The DOL indicates the number of times that the contribution margin exceeds the company’s net operating income. A company with higher DOL has more extreme fluctuations in operating income than a company with a lower DOL when a change in sales revenue occurs. A high DOL implies a riskier operating structure because of the volatility of the change in profit. Conversely, a lower DOL amount implies a less risky operating structure. The following table summarizes the relationship between cost structure, risk, profit fluctuations, and the degree of operating leverage.

The DOL can be used to predict the effect that a specified increase in sales will have on operating income. One approach to determine the effect is to prepare a revised income statement that reflects the increase in sales, though time consuming and unnecessary. Using the operating leverage approach, you can quickly estimate the percentage change in operating income by multiplying the DOL by the anticipated percentage change in sales.

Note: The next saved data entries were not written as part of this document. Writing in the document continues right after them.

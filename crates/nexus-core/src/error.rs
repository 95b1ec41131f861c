//! Error taxonomy shared by every collaborator.
//!
//! Uses `thiserror` so callers can match on the kind of failure. The
//! gateway maps [`CollaboratorError::Validation`] to a client error and
//! [`CollaboratorError::Internal`] to a server error whose text is never
//! shown to the caller.

use thiserror::Error;

/// Failure reported by a collaborator.
#[derive(Debug, Clone, PartialEq, Eq, Error)]
pub enum CollaboratorError {
    /// The request was understood but its content is unacceptable.
    #[error("validation failed: {0}")]
    Validation(String),

    /// The collaborator could not complete the request.
    #[error("internal failure: {0}")]
    Internal(String),
}

impl CollaboratorError {
    /// Convenience constructor for validation failures.
    pub fn validation(msg: impl Into<String>) -> Self {
        CollaboratorError::Validation(msg.into())
    }

    /// Convenience constructor for internal failures.
    pub fn internal(msg: impl Into<String>) -> Self {
        CollaboratorError::Internal(msg.into())
    }

    /// The bare message without the kind prefix.
    pub fn message(&self) -> &str {
        match self {
            CollaboratorError::Validation(msg) | CollaboratorError::Internal(msg) => msg,
        }
    }
}

impl From<serde_json::Error> for CollaboratorError {
    fn from(err: serde_json::Error) -> Self {
        CollaboratorError::Internal(format!("serialization failed: {}", err))
    }
}
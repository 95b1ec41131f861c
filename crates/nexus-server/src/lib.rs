//! HTTP/WebSocket gateway for the NexusSchedule agent collaborators.
//!
//! Exposes intent processing, appointment scheduling, agent status and a
//! WebSocket relay. This crate contains the configuration, application
//! state, error mapping and route definitions; the collaborators themselves
//! live in `nexus-core`.

pub mod config;
pub mod error;
pub mod handlers;
pub mod router;
pub mod schema;
pub mod state;
pub mod upstream;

Why Does Profit Change More Than Sales? The greater the percentage of fixed costs in a company’s structure, the greater the increase/decrease in operating income from a stated percentage increase or decrease in revenue. Operating leverage is higher near the breakeven point and decreases with an increase in sales. This is because once a company reaches its breakeven point, every unit sold thereafter contributes directly to an increase in profit, as sales up to the breakeven point have already covered fixed costs. Once a company with a higher proportion of fixed costs reaches breakeven, each sales dollar beyond breakeven generates a higher contribution to profit. A company with lower fixed costs, results in a lower contribution out of each sales dollar once breakeven has been achieved.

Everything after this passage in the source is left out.